Highly Selective and Potent Human β-Secretase 2 (BACE2) Inhibitors against Type 2 Diabetes: Design, Synthesis, X-ray Structure and Structure–Activity Relationship Studies

Herein we present the design, synthesis, and biological evaluation of potent and highly selective β-secretase 2 (memapsin 1, beta-site amyloid precursor protein cleaving enzyme 2, or BACE 2) inhibitors. BACE2 has been recognized as an exciting new target for type 2 diabetes. The X-ray structure of BACE1 bound to inhibitor 2 a N 3 -[(1S,2R)-1-benzyl-2-hydroxy-3-[[(1S,2S)-2-hydroxy-1-(isobutylcarbamoyl)propyl]amino]propyl]-5-[methyl(methylsulfonyl)amino]-N 1 -[(1R)-1-phenylpropyl]benzene-1,3-dicarboxamide containing a hydroxyethylamine isostere was determined. Based on this structure, a computational docking study was performed which led to inhibitor 2 a-bound BACE2 models.
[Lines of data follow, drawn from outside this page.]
//! Speech engine backends

// Native TTS backend using the tts crate (cross-platform)
pub mod native;

// espeak-ng child process per utterance
pub mod espeak;
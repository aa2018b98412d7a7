//! A minimal challenge catalog: enough metadata to annotate challenge-log
//! records with human-readable names and known bonus/maximum values.
//!
//! The reference implementation's full catalog lives in a data module that
//! wasn't part of the source material this crate was built against; the
//! entries below are illustrative, not exhaustive, and annotation is
//! always optional (an id absent from the catalog is simply left
//! unannotated rather than treated as an error).

/// One catalog entry: everything needed to validate/describe a challenge
/// record without requiring the full in-game catalog.
#[derive(Debug, Clone, Copy)]
pub struct ChallengeInfo {
    /// Stable challenge id as stored in the save file.
    pub id: u32,
    /// Human-readable name.
    pub name: &'static str,
    /// The per-level bonus value the challenge-log mutation engine adds.
    pub bonus: i32,
    /// The maximum value this challenge can reach.
    pub max_value: i32,
}

/// A lookup table from challenge id to its [`ChallengeInfo`].
#[derive(Debug, Clone, Copy)]
pub struct ChallengeCatalog {
    entries: &'static [ChallengeInfo],
}

impl ChallengeCatalog {
    /// Build a catalog from a static entry table.
    pub const fn new(entries: &'static [ChallengeInfo]) -> Self {
        Self { entries }
    }

    /// Look up a challenge by id.
    pub fn get(&self, id: u32) -> Option<&ChallengeInfo> {
        self.entries.iter().find(|e| e.id == id)
    }

    /// Iterate over every challenge this catalog knows about.
    pub fn iter(&self) -> impl Iterator<Item = &'static ChallengeInfo> {
        self.entries.iter()
    }
}

/// A small, representative set of challenges shared by both games.
pub const SAMPLE_CHALLENGES: ChallengeCatalog = ChallengeCatalog::new(&[
    ChallengeInfo { id: 1, name: "Enemies Killed", bonus: 1, max_value: 999_999 },
    ChallengeInfo { id: 2, name: "Headshots", bonus: 1, max_value: 999_999 },
    ChallengeInfo { id: 3, name: "Critical Hits", bonus: 1, max_value: 999_999 },
    ChallengeInfo { id: 4, name: "Money Earned", bonus: 1, max_value: 999_999_999 },
    ChallengeInfo { id: 5, name: "Distance Traveled", bonus: 1, max_value: 999_999 },
]);

#[cfg(test)]
mod tests {
    use super::*;

    #[test]
    fn test_catalog_lookup_hit_and_miss() {
        assert_eq!(SAMPLE_CHALLENGES.get(2).unwrap().name, "Headshots");
        assert!(SAMPLE_CHALLENGES.get(9999).is_none());
    }
}
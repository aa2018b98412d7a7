//! Byte rotation and LCG-keystream XOR, the two primitives the item
//! codec layers on top of a packed record to obfuscate it in the save
//! file.

/// Rotate `data` right by `steps` bytes (the last `steps` bytes move to
/// the front). `steps` wraps modulo `data.len()`.
pub fn rotate_right(data: &[u8], steps: usize) -> Vec<u8> {
    if data.is_empty() {
        return Vec::new();
    }
    let steps = steps % data.len();
    if steps == 0 {
        return data.to_vec();
    }
    let mut out = Vec::with_capacity(data.len());
    out.extend_from_slice(&data[data.len() - steps..]);
    out.extend_from_slice(&data[..data.len() - steps]);
    out
}

/// Rotate `data` left by `steps` bytes (the first `steps` bytes move to
/// the back). `steps` wraps modulo `data.len()`.
pub fn rotate_left(data: &[u8], steps: usize) -> Vec<u8> {
    if data.is_empty() {
        return Vec::new();
    }
    let steps = steps % data.len();
    if steps == 0 {
        return data.to_vec();
    }
    let mut out = Vec::with_capacity(data.len());
    out.extend_from_slice(&data[steps..]);
    out.extend_from_slice(&data[..steps]);
    out
}

/// XOR `data` with a keystream generated by the linear congruential
/// generator `key = key * 279470273 mod 4294967291`, one step per byte,
/// XORing each byte with the low 8 bits of the updated key. Symmetric:
/// applying it twice with the same `key` recovers the original data.
pub fn xor_stream(data: &[u8], key: u32) -> Vec<u8> {
    let mut key = key as u64;
    let mut out = Vec::with_capacity(data.len());
    for &byte in data {
        key = (key * 279_470_273) % 4_294_967_291;
        out.push(byte ^ (key as u8));
    }
    out
}
//! Error type for the item/weapon record codec.

use thiserror::Error;
use vaultsave_core::CoreError;

/// Errors that can occur packing or unpacking an item/weapon record.
#[derive(Debug, Error)]
pub enum ItemError {
    /// A wrapped item blob was too short to contain even the 5-byte
    /// header (version/weapon byte + 4-byte key).
    #[error("item blob too short: {len} bytes")]
    TooShort {
        /// The actual length encountered.
        len: usize,
    },

    /// The checksum recovered from an unwrapped item did not match the
    /// CRC-32 (folded to 16 bits) computed over its header and payload.
    #[error(transparent)]
    Checksum(#[from] CoreError),

    /// The low 7 bits of the header byte didn't match any known item
    /// struct version (7 for Game A, 10 for Game B).
    #[error("unknown item struct version: {version}")]
    UnknownItemStructVersion {
        /// The version byte actually found.
        version: u8,
    },
}

impl ItemError {
    /// Build an [`ItemError::Checksum`] from a mismatched pair.
    pub fn checksum_mismatch(expected: u16, computed: u16) -> Self {
        Self::Checksum(CoreError::crc16_mismatch(expected, computed))
    }
}

/// Result type alias used throughout `vaultsave-item`.
pub type Result<T> = std::result::Result<T, ItemError>;
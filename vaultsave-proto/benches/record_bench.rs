//! Benchmarks for field-record decode/encode throughput.

use criterion::{Criterion, black_box, criterion_group, criterion_main};
use vaultsave_proto::record::{FieldValue, PlayerRecord, decode, encode};

fn sample_record() -> PlayerRecord {
    let mut record = PlayerRecord::new();
    for tag in 0..200u32 {
        record.insert(
            tag,
            vec![FieldValue::Varint(tag as u64 * 7), FieldValue::Bytes(vec![tag as u8; 16])],
        );
    }
    record
}

fn bench_encode(c: &mut Criterion) {
    let record = sample_record();
    c.bench_function("proto_encode_record", |b| {
        b.iter(|| black_box(encode(black_box(&record))))
    });
}

fn bench_decode(c: &mut Criterion) {
    let record = sample_record();
    let bytes = encode(&record);
    c.bench_function("proto_decode_record", |b| {
        b.iter(|| black_box(decode(black_box(&bytes)).unwrap()))
    });
}

criterion_group!(benches, bench_encode, bench_decode);
criterion_main!(benches);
These were used to optimize the potency and selectivity of inhibitors. A systematic structure–activity relationship study led to the identification of determinants of the inhibitors’ potency and selectivity toward the BACE2 enzyme. Inhibitors 2 d [N 3 -[(1S,2R)-1-benzyl-2-hydroxy-3-[[(1S,2S)-2-hydroxy-1-(isobutylcarbamoyl)pentyl]amino]propyl]-N 1 -methyl-N 1 -[(1R)-1-phenylpropyl]benzene-1,3-dicarboxamide; K i =0.031 nm, selectivity over BACE1: ≈174 000-fold] and 3 l [N 1 -((2S,3R)-3-hydroxy-1-phenyl-4-((3-(trifluoromethyl)benzyl)amino)butan-2-yl)-N 3 ,5-dimethyl-N 3 -((R)-1-phenylethyl)isophthalamide; K i =1.6 nm, selectivity over BACE1: >500-fold] displayed outstanding potency and selectivity. Inhibitor 3 l is nonpeptide in nature and may pave the way to the development of a new class of potent and selective BACE2 inhibitors with clinical potential.